Your objective
Set down, exactly as written, every line from the top of the records below to the line containing "use crate::chain::SUAVE_RIGIL;", both ends included, and no others.

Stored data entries
========

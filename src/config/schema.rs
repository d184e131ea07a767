//! Configuration schema definitions.
//!
//! All types derive Serde traits for deserialization from TOML files and
//! default every field, so an empty file is a valid configuration.

use alloy::primitives::Address;
use serde::{Deserialize, Serialize};

use crate::chain::SUAVE_RIGIL;

/// Root configuration for the wallet.
#[derive(Debug, Clone, Deserialize, Serialize, Default)]
#[serde(default)]
pub struct WalletConfig {
    /// Chain and RPC settings.
    pub chain: ChainConfig,

    /// Signing defaults.
    pub signer: SignerConfig,

    /// Observability settings.
    pub observability: ObservabilityConfig,
}

/// Chain and JSON-RPC configuration.
#[derive(Debug, Clone, Deserialize, Serialize)]
#[serde(default)]
pub struct ChainConfig {
    /// Chain ID used when a request leaves it unset.
    pub chain_id: u64,

    /// JSON-RPC endpoint URL.
    pub rpc_url: String,

    /// Failover JSON-RPC endpoint URLs.
    pub failover_urls: Vec<String>,

    /// RPC request timeout in seconds.
    pub rpc_timeout_secs: u64,
}

impl Default for ChainConfig {
    fn default() -> Self {
        Self {
            chain_id: SUAVE_RIGIL.id,
            rpc_url: SUAVE_RIGIL.rpc_url.to_string(),
            failover_urls: Vec::new(),
            rpc_timeout_secs: 10,
        }
    }
}

/// Signing defaults.
#[derive(Debug, Clone, Deserialize, Serialize, Default)]
#[serde(default)]
pub struct SignerConfig {
    /// Execution node used for confidential requests that do not name one.
    pub execution_node: Option<Address>,
}

/// Observability configuration.
#[derive(Debug, Clone, Deserialize, Serialize)]
#[serde(default)]
pub struct ObservabilityConfig {
    /// Log level (trace, debug, info, warn, error).
    pub log_level: String,
}

impl Default for ObservabilityConfig {
    fn default() -> Self {
        Self {
            log_level: "info".to_string(),
        }
    }
}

========

Output
filename src/config/schema.rs
repository d184e131ea07a767
//! Configuration schema definitions.
//!
//! All types derive Serde traits for deserialization from TOML files and
//! default every field, so an empty file is a valid configuration.

use alloy::primitives::Address;
use serde::{Deserialize, Serialize};

use crate::chain::SUAVE_RIGIL;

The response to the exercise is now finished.